**Work order**
In how many lines of the listing below does "tracing" appear? Reply with the number only.

**Data to examine**

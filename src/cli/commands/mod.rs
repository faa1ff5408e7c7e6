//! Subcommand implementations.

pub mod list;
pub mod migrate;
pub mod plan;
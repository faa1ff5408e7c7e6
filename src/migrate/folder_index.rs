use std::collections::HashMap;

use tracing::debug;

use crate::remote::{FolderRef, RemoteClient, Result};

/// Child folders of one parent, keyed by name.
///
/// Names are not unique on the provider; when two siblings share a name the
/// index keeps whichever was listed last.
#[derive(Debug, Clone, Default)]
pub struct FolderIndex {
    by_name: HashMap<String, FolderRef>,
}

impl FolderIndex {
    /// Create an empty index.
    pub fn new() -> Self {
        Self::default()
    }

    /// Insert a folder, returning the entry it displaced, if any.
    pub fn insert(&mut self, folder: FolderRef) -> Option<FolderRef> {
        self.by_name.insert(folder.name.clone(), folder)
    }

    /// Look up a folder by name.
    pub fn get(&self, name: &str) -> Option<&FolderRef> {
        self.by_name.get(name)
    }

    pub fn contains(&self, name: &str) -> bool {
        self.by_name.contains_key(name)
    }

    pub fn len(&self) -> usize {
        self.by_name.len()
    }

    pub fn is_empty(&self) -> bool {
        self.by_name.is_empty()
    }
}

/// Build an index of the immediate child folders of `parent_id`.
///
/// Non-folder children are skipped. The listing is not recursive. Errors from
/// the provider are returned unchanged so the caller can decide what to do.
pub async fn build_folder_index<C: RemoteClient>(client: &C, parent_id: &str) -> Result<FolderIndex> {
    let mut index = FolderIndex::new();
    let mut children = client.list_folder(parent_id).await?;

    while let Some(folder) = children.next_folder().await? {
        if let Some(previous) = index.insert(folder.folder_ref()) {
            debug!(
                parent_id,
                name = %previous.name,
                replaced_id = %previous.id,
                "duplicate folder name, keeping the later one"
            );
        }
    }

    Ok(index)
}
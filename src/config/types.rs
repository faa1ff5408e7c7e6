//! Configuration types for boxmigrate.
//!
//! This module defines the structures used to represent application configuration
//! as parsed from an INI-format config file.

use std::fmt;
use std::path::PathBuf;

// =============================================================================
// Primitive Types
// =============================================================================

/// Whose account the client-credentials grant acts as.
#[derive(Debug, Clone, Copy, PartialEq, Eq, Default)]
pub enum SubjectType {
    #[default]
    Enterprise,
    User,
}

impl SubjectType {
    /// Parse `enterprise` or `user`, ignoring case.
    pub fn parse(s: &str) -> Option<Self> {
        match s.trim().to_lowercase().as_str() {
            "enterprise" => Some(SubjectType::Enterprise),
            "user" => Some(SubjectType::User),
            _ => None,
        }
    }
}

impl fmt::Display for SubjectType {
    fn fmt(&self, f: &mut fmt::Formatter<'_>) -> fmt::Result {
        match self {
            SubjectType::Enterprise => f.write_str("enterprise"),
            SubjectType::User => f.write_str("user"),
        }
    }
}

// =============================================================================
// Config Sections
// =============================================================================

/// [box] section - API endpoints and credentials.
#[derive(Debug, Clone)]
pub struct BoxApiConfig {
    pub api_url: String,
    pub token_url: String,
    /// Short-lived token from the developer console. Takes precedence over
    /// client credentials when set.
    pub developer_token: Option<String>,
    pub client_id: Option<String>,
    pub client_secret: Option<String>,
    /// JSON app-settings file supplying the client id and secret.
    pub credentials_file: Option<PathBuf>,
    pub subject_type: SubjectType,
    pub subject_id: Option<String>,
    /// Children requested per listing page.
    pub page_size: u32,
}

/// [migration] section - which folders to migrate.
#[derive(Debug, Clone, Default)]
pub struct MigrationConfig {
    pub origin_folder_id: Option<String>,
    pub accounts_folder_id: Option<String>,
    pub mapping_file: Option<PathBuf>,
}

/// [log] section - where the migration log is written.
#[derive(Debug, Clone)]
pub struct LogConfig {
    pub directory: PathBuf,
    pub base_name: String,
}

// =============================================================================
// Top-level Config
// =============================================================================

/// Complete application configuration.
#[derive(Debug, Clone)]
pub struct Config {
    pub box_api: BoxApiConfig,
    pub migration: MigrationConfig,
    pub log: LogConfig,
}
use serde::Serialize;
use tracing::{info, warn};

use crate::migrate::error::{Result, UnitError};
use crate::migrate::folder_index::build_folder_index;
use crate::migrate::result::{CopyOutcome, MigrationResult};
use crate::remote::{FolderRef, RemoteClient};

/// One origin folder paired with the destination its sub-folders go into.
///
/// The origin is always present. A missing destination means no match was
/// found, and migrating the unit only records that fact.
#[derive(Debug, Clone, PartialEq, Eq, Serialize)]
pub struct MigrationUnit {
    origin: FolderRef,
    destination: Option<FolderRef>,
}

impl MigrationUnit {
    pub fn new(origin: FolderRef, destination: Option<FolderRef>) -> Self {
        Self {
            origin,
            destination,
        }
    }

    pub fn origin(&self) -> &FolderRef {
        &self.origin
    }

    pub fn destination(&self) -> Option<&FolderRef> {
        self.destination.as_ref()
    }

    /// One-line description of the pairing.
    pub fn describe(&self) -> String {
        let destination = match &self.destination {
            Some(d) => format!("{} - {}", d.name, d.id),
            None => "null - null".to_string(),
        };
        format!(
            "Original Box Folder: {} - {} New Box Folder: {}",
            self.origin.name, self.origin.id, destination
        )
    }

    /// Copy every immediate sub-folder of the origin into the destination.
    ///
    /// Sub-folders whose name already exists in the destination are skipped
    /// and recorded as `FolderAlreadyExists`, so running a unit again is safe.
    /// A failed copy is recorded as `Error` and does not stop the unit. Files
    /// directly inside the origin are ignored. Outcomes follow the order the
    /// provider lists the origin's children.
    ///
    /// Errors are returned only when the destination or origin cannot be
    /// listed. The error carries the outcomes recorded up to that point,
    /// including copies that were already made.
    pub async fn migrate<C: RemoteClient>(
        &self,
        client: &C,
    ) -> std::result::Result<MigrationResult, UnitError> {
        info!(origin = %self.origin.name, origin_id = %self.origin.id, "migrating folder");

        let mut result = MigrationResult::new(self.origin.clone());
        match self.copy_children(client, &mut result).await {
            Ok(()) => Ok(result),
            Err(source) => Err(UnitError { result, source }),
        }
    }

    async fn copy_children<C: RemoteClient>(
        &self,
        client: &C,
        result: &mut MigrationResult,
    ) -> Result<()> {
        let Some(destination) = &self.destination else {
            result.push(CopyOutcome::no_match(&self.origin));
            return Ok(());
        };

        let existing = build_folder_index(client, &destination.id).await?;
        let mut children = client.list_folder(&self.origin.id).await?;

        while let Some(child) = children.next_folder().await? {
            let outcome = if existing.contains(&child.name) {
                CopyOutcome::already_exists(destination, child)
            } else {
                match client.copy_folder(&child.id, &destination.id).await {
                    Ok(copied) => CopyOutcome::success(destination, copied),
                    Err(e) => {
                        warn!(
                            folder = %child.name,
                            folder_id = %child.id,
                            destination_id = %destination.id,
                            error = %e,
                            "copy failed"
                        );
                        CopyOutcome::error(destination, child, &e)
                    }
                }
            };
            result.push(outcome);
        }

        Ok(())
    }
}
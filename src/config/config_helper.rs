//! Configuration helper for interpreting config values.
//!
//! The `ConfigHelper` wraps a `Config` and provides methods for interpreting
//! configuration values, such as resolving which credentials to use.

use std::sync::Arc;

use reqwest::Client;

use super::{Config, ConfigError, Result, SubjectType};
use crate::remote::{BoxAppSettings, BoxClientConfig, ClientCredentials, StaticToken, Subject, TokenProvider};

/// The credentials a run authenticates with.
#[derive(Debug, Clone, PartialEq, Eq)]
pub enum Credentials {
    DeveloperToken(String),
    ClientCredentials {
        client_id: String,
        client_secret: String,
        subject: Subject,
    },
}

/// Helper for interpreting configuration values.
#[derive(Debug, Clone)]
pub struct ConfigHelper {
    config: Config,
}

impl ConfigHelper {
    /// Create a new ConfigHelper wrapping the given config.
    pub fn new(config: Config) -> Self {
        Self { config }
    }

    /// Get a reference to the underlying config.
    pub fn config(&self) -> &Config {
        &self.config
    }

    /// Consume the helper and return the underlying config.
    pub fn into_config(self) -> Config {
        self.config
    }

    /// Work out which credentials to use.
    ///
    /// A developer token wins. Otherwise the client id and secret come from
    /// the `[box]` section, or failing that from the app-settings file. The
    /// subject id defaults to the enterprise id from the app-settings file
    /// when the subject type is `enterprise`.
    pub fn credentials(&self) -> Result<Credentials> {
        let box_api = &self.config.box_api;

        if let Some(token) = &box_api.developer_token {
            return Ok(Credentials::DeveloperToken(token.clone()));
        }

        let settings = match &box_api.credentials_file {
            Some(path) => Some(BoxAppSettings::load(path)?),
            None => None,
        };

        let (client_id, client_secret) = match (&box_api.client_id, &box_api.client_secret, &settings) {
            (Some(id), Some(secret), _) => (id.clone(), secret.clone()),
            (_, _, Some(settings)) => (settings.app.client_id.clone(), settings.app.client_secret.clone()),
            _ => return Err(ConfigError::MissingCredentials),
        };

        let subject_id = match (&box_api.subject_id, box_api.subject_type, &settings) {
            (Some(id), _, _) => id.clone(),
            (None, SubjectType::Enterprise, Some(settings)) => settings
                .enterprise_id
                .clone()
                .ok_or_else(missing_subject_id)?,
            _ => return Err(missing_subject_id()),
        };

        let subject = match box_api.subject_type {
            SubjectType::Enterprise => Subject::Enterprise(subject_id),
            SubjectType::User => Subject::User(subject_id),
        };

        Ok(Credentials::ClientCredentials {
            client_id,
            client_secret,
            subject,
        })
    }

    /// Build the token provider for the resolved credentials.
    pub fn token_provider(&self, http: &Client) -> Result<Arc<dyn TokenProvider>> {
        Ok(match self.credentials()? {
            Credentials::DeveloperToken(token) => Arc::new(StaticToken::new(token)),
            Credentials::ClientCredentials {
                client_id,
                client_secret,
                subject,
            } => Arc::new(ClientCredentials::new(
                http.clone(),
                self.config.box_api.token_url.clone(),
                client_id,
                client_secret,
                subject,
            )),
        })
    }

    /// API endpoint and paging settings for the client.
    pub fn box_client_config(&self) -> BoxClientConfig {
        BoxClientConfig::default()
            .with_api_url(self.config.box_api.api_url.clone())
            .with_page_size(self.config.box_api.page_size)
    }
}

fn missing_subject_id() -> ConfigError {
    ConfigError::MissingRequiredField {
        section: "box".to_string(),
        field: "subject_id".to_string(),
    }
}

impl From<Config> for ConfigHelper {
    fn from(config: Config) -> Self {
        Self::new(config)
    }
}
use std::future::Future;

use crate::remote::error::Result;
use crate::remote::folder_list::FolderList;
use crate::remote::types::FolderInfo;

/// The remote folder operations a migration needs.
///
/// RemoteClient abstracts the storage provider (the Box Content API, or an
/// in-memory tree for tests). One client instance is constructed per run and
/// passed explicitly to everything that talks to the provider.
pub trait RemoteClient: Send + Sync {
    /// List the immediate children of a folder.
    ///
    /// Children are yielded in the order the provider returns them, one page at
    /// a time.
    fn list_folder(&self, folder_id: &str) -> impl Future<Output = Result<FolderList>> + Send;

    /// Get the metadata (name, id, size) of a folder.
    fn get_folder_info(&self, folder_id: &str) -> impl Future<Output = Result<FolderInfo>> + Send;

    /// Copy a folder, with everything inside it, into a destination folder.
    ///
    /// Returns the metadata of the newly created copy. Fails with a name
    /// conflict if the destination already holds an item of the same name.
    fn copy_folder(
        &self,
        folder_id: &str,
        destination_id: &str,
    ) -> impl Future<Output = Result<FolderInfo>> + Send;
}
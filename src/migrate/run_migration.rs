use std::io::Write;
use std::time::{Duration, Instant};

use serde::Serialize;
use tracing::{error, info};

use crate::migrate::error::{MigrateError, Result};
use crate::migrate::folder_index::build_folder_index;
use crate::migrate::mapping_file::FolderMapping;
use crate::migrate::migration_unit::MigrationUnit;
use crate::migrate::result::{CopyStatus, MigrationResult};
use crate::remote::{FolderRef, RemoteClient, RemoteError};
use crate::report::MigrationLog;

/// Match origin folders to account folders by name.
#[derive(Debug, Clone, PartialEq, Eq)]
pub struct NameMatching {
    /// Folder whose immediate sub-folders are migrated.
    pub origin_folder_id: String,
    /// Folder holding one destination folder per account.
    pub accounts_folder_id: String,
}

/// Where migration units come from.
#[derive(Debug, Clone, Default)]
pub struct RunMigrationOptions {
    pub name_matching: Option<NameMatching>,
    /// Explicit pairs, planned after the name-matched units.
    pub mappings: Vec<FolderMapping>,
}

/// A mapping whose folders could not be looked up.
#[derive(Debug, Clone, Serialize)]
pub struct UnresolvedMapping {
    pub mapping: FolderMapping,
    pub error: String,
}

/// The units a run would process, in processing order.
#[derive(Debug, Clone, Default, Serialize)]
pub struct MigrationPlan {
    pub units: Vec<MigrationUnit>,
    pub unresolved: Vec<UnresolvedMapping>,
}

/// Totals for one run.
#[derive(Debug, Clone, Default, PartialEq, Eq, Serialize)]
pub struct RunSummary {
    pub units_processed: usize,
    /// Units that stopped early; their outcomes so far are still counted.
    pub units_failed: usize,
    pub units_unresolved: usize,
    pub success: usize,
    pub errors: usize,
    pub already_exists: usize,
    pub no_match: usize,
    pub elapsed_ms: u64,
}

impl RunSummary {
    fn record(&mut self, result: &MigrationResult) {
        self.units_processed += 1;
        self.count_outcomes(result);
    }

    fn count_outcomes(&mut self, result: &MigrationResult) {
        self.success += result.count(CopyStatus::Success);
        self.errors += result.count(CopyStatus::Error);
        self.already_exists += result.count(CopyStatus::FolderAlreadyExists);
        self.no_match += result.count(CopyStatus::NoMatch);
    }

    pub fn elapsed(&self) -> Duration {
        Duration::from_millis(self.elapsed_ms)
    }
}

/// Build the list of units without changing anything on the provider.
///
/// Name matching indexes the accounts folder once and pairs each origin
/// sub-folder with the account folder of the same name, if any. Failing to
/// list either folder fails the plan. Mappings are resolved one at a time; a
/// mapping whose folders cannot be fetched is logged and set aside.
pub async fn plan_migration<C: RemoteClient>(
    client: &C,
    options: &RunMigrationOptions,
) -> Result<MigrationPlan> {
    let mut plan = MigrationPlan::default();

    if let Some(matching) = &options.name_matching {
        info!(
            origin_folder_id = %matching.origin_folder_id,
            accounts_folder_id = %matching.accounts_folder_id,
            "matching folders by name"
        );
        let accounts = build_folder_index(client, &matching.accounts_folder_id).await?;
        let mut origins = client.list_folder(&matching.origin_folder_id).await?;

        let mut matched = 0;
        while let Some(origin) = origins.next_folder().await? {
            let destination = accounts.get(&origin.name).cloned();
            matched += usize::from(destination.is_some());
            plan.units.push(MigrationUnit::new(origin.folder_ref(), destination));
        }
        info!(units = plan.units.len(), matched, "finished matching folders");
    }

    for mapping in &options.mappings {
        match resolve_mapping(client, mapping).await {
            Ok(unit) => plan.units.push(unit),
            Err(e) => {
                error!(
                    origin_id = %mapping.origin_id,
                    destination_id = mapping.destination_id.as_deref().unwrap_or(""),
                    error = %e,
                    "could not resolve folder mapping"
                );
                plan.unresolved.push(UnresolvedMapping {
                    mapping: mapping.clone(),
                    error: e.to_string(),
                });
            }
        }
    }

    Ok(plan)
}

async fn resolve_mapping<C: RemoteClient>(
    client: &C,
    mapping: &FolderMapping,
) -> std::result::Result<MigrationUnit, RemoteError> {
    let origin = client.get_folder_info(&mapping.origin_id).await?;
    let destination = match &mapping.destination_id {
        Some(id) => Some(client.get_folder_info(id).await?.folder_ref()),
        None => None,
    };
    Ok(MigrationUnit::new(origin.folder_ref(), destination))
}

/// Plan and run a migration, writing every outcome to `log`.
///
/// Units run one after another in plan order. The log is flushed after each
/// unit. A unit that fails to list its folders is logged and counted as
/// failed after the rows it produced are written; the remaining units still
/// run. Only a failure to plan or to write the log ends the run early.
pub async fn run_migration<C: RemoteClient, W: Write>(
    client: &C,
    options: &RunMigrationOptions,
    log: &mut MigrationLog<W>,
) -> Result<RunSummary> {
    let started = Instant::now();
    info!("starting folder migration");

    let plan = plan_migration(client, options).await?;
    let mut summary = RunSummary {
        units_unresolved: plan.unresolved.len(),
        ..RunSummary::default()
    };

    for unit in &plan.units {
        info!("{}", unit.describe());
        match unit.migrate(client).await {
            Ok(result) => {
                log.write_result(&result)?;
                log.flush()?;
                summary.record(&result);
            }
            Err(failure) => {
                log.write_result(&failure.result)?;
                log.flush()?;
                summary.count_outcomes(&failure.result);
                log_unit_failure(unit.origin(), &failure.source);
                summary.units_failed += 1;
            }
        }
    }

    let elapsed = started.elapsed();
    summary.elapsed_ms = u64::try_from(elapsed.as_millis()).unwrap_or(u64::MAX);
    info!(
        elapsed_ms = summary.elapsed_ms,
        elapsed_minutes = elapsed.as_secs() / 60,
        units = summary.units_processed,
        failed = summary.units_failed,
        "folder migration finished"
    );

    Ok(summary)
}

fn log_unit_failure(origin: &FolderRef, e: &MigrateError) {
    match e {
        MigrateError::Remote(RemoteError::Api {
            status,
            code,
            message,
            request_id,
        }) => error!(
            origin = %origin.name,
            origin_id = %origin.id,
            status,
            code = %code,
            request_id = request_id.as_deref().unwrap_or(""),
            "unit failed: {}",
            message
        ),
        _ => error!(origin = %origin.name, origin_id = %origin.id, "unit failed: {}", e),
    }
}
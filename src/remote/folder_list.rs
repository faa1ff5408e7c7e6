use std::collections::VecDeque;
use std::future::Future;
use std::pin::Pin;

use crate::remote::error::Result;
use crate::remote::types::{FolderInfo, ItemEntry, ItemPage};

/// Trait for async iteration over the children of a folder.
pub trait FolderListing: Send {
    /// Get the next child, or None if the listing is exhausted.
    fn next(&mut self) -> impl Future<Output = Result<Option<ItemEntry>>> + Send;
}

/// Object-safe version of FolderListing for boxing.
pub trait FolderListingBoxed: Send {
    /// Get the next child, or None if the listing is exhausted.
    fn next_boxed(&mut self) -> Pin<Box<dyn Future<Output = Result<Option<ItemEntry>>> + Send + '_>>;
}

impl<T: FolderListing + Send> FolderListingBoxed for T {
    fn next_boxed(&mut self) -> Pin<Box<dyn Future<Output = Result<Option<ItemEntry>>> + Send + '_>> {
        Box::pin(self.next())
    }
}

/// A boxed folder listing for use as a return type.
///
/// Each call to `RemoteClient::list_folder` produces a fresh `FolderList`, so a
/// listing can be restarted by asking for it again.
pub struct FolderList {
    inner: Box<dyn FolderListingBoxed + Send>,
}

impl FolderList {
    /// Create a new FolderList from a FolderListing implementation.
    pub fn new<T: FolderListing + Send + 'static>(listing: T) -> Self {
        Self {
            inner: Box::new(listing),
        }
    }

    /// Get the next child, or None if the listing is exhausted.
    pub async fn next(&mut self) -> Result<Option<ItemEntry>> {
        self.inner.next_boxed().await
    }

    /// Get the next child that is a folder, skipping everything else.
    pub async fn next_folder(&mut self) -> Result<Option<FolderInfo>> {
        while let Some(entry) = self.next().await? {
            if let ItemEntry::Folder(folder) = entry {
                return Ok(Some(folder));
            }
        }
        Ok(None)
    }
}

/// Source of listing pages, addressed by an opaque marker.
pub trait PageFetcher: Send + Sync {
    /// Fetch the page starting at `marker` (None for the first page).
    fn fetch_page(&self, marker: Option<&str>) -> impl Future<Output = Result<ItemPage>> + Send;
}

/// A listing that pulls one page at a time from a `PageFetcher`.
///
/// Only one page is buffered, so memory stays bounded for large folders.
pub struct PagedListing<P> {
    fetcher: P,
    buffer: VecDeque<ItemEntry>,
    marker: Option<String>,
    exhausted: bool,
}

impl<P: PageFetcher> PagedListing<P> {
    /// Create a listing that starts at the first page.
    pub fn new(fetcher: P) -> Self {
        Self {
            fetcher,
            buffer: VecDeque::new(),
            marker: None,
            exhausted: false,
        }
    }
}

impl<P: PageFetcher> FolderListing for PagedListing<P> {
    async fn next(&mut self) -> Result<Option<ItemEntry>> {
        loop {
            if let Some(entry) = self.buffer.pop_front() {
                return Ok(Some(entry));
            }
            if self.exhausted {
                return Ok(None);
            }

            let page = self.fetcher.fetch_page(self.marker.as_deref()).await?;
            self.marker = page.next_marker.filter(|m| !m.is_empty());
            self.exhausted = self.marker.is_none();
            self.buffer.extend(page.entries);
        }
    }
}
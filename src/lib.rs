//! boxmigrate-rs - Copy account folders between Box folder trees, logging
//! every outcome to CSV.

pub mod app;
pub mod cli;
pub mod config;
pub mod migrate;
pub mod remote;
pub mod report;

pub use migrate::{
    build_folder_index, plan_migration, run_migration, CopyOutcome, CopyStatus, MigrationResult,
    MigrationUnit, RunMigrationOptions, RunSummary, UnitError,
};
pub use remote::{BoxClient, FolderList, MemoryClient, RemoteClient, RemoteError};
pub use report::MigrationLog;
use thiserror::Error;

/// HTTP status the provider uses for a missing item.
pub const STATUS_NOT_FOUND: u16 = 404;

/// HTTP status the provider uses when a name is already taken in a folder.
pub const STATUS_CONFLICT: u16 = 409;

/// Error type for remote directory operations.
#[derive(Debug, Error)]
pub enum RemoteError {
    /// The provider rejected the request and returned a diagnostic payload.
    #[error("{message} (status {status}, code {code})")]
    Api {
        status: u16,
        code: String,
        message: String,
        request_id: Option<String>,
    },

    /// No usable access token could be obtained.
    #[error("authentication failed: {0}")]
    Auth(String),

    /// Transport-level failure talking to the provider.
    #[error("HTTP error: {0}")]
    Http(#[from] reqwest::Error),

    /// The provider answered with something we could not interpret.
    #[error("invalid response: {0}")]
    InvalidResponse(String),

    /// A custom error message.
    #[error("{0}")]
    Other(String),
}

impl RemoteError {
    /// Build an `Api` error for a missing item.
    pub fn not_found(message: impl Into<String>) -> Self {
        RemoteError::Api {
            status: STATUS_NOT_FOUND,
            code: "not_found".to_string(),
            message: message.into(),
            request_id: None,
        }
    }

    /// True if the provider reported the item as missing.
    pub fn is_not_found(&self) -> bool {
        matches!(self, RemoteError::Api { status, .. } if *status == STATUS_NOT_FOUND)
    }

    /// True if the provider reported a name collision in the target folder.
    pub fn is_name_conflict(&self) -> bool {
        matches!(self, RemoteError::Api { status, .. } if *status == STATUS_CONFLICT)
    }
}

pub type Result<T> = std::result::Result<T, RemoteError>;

**Answer**
3